What needs to be done – Every line holding the string "crate" is to be copied from the entries below.

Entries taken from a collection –
┌──
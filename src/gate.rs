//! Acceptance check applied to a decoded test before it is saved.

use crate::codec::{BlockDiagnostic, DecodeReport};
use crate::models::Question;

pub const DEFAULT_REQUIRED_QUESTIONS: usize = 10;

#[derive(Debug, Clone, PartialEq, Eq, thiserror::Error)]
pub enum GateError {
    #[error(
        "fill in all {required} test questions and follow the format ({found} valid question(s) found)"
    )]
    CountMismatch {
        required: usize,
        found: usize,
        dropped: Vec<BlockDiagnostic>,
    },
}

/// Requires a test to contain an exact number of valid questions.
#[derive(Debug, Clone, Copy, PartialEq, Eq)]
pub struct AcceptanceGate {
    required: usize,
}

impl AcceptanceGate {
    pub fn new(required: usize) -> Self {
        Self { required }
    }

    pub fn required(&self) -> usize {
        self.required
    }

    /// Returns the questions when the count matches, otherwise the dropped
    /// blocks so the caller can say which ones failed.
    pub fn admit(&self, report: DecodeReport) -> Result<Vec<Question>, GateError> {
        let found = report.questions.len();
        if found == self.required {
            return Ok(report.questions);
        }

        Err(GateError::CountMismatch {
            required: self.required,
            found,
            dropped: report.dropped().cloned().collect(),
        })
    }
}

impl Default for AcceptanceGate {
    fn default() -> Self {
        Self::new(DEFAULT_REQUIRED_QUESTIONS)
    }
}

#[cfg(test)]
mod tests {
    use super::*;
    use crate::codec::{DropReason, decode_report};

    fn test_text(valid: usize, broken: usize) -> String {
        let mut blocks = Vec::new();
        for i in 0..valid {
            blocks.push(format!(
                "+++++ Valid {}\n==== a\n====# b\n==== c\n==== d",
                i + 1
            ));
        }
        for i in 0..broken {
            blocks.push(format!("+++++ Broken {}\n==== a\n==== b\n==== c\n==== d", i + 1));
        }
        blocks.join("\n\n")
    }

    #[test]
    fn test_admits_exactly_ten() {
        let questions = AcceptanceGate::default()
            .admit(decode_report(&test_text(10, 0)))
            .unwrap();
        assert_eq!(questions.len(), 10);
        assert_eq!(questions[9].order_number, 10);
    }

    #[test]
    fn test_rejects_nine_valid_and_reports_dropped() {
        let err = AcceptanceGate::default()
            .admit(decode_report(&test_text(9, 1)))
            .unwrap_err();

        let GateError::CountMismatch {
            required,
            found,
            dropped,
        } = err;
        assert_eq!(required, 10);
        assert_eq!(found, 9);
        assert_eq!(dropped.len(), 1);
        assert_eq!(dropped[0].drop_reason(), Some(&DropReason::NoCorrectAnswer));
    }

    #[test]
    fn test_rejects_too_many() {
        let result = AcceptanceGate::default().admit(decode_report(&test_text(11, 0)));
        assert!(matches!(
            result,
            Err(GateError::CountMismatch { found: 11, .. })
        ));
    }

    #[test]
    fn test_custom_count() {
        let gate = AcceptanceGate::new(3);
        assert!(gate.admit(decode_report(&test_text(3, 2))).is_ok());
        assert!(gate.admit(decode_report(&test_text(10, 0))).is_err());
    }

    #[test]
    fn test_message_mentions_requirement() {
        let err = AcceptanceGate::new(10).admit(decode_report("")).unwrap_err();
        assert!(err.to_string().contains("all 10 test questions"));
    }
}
└──
Exercise response –
use crate::codec::{BlockDiagnostic, DecodeReport};
use crate::models::Question;
    use crate::codec::{DropReason, decode_report};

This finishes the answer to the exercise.